# [REQUIREMENT]
Below are several records. Retype exactly those lines running from the one with "let round = Round::new(season_id, first_round_number" through the one with "(round_idx + (total", end lines included, and no others.

# [DATA FOR THE TASK]
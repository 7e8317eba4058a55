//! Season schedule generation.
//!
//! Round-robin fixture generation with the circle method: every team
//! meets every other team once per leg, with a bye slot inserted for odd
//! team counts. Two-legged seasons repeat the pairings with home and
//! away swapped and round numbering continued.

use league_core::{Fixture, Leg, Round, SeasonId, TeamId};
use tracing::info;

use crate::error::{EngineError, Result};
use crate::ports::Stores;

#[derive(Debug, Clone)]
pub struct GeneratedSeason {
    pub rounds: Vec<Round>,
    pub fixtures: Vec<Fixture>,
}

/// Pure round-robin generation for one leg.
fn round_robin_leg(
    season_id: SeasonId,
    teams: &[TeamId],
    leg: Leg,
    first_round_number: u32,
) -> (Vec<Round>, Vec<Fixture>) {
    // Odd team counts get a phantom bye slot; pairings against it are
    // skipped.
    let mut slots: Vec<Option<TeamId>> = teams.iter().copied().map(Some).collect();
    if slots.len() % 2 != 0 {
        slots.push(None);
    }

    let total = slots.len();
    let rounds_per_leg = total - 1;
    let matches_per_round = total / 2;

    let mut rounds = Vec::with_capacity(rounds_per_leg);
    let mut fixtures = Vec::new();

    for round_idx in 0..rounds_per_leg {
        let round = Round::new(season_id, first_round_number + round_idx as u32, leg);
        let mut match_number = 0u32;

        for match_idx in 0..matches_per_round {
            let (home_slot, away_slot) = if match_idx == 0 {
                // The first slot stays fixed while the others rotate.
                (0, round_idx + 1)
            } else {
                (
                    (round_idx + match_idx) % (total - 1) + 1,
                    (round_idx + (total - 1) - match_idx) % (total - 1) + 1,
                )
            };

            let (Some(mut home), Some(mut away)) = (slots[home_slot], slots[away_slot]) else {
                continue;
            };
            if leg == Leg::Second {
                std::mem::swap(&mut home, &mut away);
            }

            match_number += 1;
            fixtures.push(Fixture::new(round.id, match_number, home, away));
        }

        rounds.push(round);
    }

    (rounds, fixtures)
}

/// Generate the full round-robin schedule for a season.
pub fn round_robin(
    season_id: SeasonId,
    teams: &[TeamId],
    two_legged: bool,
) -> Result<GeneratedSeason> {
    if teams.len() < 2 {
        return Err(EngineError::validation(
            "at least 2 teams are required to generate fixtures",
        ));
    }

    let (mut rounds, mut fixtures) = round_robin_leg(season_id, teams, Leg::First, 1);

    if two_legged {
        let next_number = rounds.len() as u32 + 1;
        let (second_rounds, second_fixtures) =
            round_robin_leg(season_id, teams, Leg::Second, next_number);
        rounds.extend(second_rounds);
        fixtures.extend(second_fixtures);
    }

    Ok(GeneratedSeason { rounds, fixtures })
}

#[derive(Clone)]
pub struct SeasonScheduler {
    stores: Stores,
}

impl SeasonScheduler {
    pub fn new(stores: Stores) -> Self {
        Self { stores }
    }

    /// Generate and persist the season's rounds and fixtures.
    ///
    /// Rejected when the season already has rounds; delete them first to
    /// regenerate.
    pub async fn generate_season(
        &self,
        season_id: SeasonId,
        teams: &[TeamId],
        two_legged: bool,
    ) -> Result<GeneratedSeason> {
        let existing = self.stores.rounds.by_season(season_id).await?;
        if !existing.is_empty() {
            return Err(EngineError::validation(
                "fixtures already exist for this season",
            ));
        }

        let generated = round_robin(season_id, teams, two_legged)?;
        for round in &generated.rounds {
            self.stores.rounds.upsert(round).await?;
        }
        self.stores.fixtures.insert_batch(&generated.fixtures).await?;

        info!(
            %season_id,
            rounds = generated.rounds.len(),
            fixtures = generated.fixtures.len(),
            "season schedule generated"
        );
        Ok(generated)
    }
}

--

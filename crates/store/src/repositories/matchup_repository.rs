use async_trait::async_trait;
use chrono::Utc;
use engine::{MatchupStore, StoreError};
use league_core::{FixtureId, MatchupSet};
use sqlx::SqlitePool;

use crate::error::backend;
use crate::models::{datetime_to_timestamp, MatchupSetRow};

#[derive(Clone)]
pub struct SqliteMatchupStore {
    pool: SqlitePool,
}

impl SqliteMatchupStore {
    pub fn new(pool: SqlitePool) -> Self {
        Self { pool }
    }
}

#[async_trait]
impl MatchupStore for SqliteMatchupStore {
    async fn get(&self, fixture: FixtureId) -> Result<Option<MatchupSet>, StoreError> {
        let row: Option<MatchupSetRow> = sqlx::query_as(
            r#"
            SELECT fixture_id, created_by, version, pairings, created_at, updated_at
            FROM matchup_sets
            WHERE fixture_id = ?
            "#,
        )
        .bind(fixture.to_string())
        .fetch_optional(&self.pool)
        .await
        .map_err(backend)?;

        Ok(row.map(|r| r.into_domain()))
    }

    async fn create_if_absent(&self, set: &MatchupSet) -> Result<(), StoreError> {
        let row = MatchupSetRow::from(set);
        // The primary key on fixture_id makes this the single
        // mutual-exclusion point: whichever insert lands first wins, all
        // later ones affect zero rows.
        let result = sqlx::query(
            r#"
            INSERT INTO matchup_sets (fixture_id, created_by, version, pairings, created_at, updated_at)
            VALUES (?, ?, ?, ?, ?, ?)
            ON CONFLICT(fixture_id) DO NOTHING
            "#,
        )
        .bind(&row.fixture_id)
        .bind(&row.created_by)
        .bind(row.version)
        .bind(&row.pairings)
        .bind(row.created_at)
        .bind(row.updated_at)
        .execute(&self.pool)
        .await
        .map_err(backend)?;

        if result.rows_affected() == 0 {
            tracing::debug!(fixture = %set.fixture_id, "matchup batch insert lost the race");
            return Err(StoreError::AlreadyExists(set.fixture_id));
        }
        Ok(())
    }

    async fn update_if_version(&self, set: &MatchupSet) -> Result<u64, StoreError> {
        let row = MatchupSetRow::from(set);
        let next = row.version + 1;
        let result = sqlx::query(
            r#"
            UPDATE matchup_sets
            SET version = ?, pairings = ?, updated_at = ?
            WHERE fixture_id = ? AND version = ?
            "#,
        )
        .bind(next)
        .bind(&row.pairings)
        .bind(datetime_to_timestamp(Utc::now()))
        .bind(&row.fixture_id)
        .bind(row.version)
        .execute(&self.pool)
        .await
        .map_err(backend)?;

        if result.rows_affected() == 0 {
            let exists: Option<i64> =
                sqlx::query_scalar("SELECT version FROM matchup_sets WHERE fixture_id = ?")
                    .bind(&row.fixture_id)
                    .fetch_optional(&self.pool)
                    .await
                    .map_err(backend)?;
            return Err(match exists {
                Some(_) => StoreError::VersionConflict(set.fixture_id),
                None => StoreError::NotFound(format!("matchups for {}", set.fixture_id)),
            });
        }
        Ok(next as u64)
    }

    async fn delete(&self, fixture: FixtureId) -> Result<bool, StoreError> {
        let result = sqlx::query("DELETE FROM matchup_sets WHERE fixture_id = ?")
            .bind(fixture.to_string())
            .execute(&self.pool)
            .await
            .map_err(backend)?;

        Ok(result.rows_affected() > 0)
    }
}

# [SOLUTION TO THIS PROBLEM]
        let round = Round::new(season_id, first_round_number + round_idx as u32, leg);
        let mut match_number = 0u32;

        for match_idx in 0..matches_per_round {
            let (home_slot, away_slot) = if match_idx == 0 {
                // The first slot stays fixed while the others rotate.
                (0, round_idx + 1)
            } else {
                (
                    (round_idx + match_idx) % (total - 1) + 1,
                    (round_idx + (total - 1) - match_idx) % (total - 1) + 1,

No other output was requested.